* [PROBLEM DESCRIPTION]:
Copy the lines exactly. Begin at the first line of the data and stop after the line with "use tokio_stream::wrappers::WatchStream;".

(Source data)
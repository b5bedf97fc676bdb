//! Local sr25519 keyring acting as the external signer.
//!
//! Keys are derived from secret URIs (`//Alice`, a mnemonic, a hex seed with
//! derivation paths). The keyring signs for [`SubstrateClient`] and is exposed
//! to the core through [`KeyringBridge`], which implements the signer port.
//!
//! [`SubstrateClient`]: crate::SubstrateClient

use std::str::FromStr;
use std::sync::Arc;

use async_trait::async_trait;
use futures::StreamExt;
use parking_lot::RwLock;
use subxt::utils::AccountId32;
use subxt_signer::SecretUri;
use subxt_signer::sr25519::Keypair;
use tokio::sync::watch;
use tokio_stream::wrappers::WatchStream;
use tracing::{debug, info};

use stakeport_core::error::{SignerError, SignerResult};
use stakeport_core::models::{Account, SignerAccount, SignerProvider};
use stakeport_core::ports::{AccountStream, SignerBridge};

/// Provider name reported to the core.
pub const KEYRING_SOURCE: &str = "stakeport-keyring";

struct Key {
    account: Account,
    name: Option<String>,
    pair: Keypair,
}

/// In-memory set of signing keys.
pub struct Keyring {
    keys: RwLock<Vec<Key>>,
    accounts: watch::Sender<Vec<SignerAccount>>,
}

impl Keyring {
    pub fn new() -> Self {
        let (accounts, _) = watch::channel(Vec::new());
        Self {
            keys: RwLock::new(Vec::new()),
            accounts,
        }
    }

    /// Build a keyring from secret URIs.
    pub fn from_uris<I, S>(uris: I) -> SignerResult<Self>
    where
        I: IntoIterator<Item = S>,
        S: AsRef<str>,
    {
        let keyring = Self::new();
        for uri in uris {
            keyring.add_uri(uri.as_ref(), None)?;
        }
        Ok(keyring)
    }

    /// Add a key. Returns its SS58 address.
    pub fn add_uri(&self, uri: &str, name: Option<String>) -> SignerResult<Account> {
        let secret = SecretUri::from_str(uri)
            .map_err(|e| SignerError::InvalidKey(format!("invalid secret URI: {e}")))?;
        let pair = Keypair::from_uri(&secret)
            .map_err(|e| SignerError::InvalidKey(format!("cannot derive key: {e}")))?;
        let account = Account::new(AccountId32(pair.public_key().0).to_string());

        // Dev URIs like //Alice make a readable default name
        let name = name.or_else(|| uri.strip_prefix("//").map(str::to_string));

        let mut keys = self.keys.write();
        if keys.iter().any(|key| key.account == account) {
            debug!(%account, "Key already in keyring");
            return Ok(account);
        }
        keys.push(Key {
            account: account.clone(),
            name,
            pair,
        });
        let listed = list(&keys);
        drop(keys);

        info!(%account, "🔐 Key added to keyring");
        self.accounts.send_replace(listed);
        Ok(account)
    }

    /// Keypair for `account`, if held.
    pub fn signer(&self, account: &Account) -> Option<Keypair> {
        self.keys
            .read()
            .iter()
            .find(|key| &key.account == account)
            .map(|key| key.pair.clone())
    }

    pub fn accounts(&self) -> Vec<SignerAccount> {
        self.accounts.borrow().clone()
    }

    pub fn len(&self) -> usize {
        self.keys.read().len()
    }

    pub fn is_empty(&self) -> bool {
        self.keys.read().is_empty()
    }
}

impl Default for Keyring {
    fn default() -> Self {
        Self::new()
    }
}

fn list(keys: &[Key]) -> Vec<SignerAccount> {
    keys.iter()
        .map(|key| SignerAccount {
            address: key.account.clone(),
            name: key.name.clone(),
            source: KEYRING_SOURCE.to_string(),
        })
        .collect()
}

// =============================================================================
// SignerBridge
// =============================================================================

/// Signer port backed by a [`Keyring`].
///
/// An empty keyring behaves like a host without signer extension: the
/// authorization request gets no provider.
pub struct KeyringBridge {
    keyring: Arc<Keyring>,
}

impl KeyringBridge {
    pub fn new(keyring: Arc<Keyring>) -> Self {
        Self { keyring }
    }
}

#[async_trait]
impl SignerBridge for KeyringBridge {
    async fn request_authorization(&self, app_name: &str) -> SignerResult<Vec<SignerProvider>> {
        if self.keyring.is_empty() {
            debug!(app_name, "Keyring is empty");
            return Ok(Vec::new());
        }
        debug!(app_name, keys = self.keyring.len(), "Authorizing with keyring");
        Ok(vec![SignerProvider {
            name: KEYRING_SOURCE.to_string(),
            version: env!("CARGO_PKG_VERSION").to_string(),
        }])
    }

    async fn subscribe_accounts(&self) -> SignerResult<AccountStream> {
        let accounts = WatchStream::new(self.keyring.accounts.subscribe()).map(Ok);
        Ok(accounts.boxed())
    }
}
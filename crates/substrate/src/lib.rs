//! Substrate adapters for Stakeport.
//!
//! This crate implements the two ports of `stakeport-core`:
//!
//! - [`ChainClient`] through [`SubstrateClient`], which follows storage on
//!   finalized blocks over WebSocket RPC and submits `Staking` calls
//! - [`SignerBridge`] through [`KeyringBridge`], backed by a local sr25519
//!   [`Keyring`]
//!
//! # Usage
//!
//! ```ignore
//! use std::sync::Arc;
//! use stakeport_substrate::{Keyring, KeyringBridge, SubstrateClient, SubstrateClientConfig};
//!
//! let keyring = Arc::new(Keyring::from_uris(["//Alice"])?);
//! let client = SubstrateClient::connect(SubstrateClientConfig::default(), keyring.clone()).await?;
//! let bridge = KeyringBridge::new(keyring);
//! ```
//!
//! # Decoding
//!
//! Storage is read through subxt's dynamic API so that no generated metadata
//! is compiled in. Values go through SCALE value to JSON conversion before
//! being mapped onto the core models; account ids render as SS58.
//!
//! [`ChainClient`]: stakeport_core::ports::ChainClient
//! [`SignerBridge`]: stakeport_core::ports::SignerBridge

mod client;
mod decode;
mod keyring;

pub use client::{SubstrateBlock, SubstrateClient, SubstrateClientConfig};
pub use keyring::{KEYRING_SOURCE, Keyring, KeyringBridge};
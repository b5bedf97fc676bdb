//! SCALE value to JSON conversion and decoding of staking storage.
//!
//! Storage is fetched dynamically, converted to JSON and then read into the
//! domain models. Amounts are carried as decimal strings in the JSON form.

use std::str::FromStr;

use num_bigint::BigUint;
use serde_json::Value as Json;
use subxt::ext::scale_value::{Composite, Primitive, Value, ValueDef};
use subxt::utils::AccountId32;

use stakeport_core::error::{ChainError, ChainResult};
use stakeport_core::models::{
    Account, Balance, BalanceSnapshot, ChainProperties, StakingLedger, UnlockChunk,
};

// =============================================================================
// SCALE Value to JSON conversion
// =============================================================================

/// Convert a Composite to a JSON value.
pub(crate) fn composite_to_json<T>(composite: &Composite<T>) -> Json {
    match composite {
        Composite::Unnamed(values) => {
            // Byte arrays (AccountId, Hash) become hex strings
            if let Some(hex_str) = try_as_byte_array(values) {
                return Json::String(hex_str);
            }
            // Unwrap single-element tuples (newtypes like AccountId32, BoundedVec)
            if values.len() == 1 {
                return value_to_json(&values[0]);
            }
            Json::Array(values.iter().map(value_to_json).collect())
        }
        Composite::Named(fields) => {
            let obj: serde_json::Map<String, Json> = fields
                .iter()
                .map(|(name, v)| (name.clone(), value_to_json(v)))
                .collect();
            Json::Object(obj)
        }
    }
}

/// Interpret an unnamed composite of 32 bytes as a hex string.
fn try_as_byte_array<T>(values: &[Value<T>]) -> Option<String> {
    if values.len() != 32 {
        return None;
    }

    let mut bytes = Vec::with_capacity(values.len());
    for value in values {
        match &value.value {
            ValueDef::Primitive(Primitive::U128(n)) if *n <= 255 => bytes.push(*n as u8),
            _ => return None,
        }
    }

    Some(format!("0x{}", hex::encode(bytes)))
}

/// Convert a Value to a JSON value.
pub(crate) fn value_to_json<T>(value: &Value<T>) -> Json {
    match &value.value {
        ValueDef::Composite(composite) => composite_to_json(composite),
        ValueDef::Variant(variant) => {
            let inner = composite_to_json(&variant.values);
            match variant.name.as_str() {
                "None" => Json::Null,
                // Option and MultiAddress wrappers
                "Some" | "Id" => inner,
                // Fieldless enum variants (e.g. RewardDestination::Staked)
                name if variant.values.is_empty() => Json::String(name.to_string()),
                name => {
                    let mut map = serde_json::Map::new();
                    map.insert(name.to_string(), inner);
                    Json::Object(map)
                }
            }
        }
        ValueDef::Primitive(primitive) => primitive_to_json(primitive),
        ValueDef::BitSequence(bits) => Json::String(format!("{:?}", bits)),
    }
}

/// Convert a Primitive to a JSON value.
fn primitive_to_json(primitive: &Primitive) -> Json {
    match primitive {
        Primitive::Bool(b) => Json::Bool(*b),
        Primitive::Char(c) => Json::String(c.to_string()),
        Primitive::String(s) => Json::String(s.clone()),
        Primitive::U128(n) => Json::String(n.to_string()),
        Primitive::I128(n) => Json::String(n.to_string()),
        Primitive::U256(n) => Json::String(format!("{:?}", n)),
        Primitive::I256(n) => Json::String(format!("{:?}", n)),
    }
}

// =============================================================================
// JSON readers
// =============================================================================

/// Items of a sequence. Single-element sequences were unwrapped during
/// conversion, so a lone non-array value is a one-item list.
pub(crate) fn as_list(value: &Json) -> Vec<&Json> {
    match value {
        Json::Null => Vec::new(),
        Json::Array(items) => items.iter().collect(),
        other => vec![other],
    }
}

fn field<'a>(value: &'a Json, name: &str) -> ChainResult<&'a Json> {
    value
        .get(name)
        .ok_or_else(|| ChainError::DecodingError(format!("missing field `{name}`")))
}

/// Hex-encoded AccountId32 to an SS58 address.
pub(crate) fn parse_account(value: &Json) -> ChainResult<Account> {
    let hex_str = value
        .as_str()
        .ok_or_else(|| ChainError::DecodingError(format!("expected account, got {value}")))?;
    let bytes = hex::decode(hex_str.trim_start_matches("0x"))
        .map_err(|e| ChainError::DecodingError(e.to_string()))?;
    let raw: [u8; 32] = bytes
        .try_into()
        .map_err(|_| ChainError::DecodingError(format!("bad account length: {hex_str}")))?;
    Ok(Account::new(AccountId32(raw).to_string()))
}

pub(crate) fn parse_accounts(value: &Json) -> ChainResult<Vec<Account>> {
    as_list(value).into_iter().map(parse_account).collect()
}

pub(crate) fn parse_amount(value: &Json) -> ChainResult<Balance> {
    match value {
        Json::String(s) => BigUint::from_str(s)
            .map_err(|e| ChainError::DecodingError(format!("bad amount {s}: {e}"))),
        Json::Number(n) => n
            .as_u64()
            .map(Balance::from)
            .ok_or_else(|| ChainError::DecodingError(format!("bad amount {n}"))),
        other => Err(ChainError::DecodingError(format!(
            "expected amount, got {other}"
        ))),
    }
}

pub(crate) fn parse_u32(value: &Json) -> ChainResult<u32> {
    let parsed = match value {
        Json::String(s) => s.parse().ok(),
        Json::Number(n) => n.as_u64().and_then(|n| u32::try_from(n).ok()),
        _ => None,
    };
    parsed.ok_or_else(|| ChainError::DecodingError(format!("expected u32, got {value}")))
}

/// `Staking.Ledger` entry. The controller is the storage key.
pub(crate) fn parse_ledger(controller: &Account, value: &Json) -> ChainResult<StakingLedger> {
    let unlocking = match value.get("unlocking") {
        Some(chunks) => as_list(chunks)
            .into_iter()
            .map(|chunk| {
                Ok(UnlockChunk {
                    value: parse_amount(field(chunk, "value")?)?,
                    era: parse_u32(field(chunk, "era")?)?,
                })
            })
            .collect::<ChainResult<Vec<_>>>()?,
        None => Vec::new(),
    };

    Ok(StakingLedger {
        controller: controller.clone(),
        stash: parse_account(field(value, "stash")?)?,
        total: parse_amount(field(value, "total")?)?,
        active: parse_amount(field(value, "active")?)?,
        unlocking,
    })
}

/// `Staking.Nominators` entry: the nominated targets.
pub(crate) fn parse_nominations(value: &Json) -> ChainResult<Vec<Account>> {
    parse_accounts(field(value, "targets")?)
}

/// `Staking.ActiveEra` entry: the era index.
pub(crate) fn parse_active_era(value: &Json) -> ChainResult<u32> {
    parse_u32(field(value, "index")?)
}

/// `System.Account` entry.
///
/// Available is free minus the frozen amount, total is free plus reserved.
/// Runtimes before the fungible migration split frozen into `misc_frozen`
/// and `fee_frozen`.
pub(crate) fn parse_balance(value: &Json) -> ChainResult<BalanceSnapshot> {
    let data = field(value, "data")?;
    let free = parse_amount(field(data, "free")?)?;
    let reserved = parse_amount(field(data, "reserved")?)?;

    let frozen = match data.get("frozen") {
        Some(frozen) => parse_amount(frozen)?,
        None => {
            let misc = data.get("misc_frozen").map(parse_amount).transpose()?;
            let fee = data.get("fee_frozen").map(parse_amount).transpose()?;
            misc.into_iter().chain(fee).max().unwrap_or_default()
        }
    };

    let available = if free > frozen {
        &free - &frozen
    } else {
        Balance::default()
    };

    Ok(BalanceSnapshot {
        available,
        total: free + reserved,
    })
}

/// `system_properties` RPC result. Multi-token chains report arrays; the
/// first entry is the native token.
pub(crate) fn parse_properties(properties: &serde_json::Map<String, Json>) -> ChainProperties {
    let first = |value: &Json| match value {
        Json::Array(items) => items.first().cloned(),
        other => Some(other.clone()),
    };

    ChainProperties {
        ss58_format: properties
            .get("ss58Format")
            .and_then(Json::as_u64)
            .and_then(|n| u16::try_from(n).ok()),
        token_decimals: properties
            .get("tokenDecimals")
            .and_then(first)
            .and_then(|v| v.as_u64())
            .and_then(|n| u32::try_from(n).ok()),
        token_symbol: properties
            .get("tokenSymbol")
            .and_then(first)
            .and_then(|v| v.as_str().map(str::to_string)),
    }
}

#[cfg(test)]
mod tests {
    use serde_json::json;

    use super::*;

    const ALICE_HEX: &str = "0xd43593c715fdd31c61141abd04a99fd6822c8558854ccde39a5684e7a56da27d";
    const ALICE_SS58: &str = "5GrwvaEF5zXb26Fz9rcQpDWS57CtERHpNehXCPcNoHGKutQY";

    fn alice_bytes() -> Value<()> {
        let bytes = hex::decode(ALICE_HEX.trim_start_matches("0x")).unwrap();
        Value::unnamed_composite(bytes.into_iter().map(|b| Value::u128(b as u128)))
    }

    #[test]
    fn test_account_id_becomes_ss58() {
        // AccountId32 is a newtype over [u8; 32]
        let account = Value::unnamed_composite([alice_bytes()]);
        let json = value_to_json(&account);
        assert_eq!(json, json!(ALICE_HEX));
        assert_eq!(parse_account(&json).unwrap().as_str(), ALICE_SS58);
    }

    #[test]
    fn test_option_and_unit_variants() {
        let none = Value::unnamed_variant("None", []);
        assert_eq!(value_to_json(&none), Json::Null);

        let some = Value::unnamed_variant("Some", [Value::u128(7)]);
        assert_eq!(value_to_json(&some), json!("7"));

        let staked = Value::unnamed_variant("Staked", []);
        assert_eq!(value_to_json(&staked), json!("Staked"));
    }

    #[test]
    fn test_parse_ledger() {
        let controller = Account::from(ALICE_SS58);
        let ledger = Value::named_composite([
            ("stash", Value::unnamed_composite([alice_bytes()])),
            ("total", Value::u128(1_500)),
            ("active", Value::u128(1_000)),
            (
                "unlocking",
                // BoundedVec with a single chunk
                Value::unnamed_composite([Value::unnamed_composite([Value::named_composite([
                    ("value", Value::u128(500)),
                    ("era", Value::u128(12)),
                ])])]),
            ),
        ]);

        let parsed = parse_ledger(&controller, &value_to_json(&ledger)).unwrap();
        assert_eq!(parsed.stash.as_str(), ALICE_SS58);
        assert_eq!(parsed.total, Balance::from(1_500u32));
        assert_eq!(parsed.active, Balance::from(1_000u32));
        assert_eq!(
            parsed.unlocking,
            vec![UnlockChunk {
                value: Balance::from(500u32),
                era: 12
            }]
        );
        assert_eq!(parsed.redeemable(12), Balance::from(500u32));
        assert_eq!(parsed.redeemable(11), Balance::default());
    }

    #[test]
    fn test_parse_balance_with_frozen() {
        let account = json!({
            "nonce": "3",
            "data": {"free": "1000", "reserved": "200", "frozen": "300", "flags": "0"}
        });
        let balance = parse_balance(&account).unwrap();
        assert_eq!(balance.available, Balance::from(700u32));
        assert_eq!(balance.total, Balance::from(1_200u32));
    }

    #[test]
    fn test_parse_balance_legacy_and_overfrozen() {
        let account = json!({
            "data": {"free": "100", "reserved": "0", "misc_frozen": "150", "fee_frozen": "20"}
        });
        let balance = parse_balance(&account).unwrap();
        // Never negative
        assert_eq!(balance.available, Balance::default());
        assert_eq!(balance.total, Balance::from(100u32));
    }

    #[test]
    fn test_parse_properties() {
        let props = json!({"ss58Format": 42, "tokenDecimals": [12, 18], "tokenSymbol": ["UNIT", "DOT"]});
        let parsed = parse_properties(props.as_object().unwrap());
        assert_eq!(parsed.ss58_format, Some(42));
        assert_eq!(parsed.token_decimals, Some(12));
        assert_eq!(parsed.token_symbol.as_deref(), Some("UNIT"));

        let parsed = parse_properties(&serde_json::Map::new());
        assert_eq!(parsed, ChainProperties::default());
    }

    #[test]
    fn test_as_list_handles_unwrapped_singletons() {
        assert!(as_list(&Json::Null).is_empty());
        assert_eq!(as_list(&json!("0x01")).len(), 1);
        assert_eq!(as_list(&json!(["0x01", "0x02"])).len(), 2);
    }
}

* [RESULT BELOW]:
repository b5bedf97fc676bdb
//! Local sr25519 keyring acting as the external signer.
//!
//! Keys are derived from secret URIs (`//Alice`, a mnemonic, a hex seed with
//! derivation paths). The keyring signs for [`SubstrateClient`] and is exposed
//! to the core through [`KeyringBridge`], which implements the signer port.
//!
//! [`SubstrateClient`]: crate::SubstrateClient

use std::str::FromStr;
use std::sync::Arc;

use async_trait::async_trait;
use futures::StreamExt;
use parking_lot::RwLock;
use subxt::utils::AccountId32;
use subxt_signer::SecretUri;
use subxt_signer::sr25519::Keypair;
use tokio::sync::watch;
use tokio_stream::wrappers::WatchStream;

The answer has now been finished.